▸ **Exercise aim**
Report each line of the listing below that holds "struct".

▸ **Material for this task**
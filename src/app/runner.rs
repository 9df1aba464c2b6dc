//! Single stream job: embed page → manifest URL → manifest → rewrite → disk
//!
//! Steps run strictly in order and the first failure ends the job. Nothing is
//! retried. Every error, and any panic inside the job, becomes a failed
//! [`JobOutcome`] so that a batch always keeps going.

use std::any::Any;
use std::panic::AssertUnwindSafe;
use std::path::{Path, PathBuf};
use std::sync::Arc;

use futures::FutureExt;
use tracing::{info, warn};
use url::Url;

use crate::app::client::{embed_page_headers, manifest_headers, ClientConfig, FetchClient};
use crate::app::locator::ManifestLocator;
use crate::app::models::{JobDescriptor, JobOutcome};
use crate::app::rewriter::rewrite;
use crate::constants::{files, upstream};
use crate::errors::{FetchStage, JobError, JobResult};

/// Runner settings independent of the HTTP client
#[derive(Debug, Clone)]
pub struct RunnerConfig {
    /// Embed endpoint; the stream ID is appended as the last path segment
    pub embed_base_url: String,
    /// Manifest extension searched for in embed pages
    pub manifest_extension: String,
    /// Root of the output tree
    pub output_root: PathBuf,
    /// Extension of written files
    pub file_extension: String,
    /// Header values for the embed page request
    pub client: ClientConfig,
}

impl Default for RunnerConfig {
    fn default() -> Self {
        Self {
            embed_base_url: upstream::EMBED_BASE_URL.to_string(),
            manifest_extension: upstream::MANIFEST_EXTENSION.to_string(),
            output_root: PathBuf::from("."),
            file_extension: upstream::MANIFEST_EXTENSION.to_string(),
            client: ClientConfig::default(),
        }
    }
}

/// Runs one stream job at a time
pub struct StreamJobRunner {
    client: Arc<dyn FetchClient>,
    locator: Box<dyn ManifestLocator>,
    config: RunnerConfig,
}

impl StreamJobRunner {
    pub fn new(
        client: Arc<dyn FetchClient>,
        locator: Box<dyn ManifestLocator>,
        config: RunnerConfig,
    ) -> Self {
        Self {
            client,
            locator,
            config,
        }
    }

    /// Embed page URL for a stream ID
    pub fn embed_url(&self, stream_id: &str) -> String {
        format!(
            "{}/{}",
            self.config.embed_base_url.trim_end_matches('/'),
            stream_id.trim_start_matches('/')
        )
    }

    /// Run a job and report its outcome
    ///
    /// On success the rewritten manifest has been written to
    /// `<root>/<country>/<subdivision>/<folder_name>/<stream_id>.<ext>`,
    /// overwriting any earlier file. On failure nothing has been written.
    pub async fn run(&self, job: &JobDescriptor) -> JobOutcome {
        let attempt = AssertUnwindSafe(self.try_run(job)).catch_unwind().await;

        match attempt {
            Ok(Ok((file_path, manifest_url))) => {
                info!("Manifest saved to: {}", file_path.display());
                JobOutcome::succeeded(file_path, manifest_url)
            }
            Ok(Err(e)) => {
                warn!(
                    "Job {} failed ({}): {}",
                    job.stream_id,
                    e.category(),
                    e
                );
                JobOutcome::failed(e.to_string())
            }
            Err(panic) => {
                let reason = panic_message(panic.as_ref());
                warn!("Job {} panicked: {}", job.stream_id, reason);
                JobOutcome::failed(format!("Error: {reason}"))
            }
        }
    }

    async fn try_run(&self, job: &JobDescriptor) -> JobResult<(PathBuf, String)> {
        let embed_url = self.embed_url(&job.stream_id);
        let embed_base = Url::parse(&embed_url).map_err(|source| JobError::InvalidUrl {
            url: embed_url.clone(),
            source,
        })?;

        info!("Fetching embed page: {}", embed_url);
        info!("Using referer: {}", job.referer);
        let headers = embed_page_headers(&self.config.client, &job.referer)?;
        let page = self.client.get(&embed_url, headers).await?;
        if !page.is_ok() {
            return Err(JobError::UpstreamStatus {
                stage: FetchStage::EmbedPage,
                status: page.status,
            });
        }
        info!("Successfully fetched embed page ({} bytes)", page.body.len());

        let located = self
            .locator
            .locate(&page.body)
            .ok_or_else(|| JobError::ManifestNotFound {
                extension: self.config.manifest_extension.clone(),
            })?;
        let manifest_url = embed_base
            .join(located.trim())
            .map_err(|source| JobError::InvalidUrl {
                url: located.clone(),
                source,
            })?;
        info!("Found manifest URL: {}", manifest_url);

        let manifest = self
            .client
            .get(manifest_url.as_str(), manifest_headers(&embed_url)?)
            .await?;
        if !manifest.is_ok() {
            return Err(JobError::UpstreamStatus {
                stage: FetchStage::Manifest,
                status: manifest.status,
            });
        }
        info!(
            "Successfully fetched manifest content ({} bytes)",
            manifest.body.len()
        );

        let rewritten = rewrite(&manifest.body, &manifest_url);
        let file_path = job.output_path(&self.config.output_root, &self.config.file_extension);
        persist(&file_path, &rewritten).await?;

        Ok((file_path, manifest_url.to_string()))
    }
}

/// Write `content` to `destination` through a temporary sibling file
async fn persist(destination: &Path, content: &str) -> JobResult<()> {
    if let Some(parent) = destination.parent() {
        tokio::fs::create_dir_all(parent)
            .await
            .map_err(persistence_error(parent))?;
    }

    let mut temp_name = destination.as_os_str().to_os_string();
    temp_name.push(files::TEMP_FILE_SUFFIX);
    let temp_path = PathBuf::from(temp_name);

    tokio::fs::write(&temp_path, content.as_bytes())
        .await
        .map_err(persistence_error(&temp_path))?;

    if let Err(source) = tokio::fs::rename(&temp_path, destination).await {
        let _ = tokio::fs::remove_file(&temp_path).await;
        return Err(JobError::Persistence {
            path: destination.to_path_buf(),
            source,
        });
    }

    Ok(())
}

fn persistence_error(path: &Path) -> impl FnOnce(std::io::Error) -> JobError {
    let path = path.to_path_buf();
    move |source| JobError::Persistence { path, source }
}

fn panic_message(panic: &(dyn Any + Send)) -> String {
    if let Some(s) = panic.downcast_ref::<&str>() {
        (*s).to_string()
    } else if let Some(s) = panic.downcast_ref::<String>() {
        s.clone()
    } else {
        "job panicked".to_string()
    }
}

▸ **Expected answer**
pub struct RunnerConfig {
pub struct StreamJobRunner {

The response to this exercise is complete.